» EXTRACTED ENTRIES

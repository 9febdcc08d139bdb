use crate::dtos::UserDTO;
use digestly_domain::{Profile, ID};
use serde::{Deserialize, Serialize};

#[derive(Deserialize, Serialize)]
#[serde(rename_all = "camelCase")]
pub struct UserResponse {
    pub user: UserDTO,
}

impl UserResponse {
    pub fn new(profile: Profile) -> Self {
        Self {
            user: UserDTO::new(profile),
        }
    }
}

pub mod create_user {
    use super::*;

    #[derive(Deserialize, Serialize)]
    #[serde(rename_all = "camelCase")]
    pub struct RequestBody {
        pub email: String,
    }

    pub type APIResponse = UserResponse;
}

pub mod get_user {
    use super::*;

    #[derive(Deserialize)]
    pub struct PathParams {
        pub user_id: ID,
    }

    pub type APIResponse = UserResponse;
}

» THE PROBLEM
Using the data above, return each line that includes the word "serde".

» REPLY TO THE TASK
use serde::{Deserialize, Serialize};
#[serde(rename_all = "camelCase")]
    #[serde(rename_all = "camelCase")]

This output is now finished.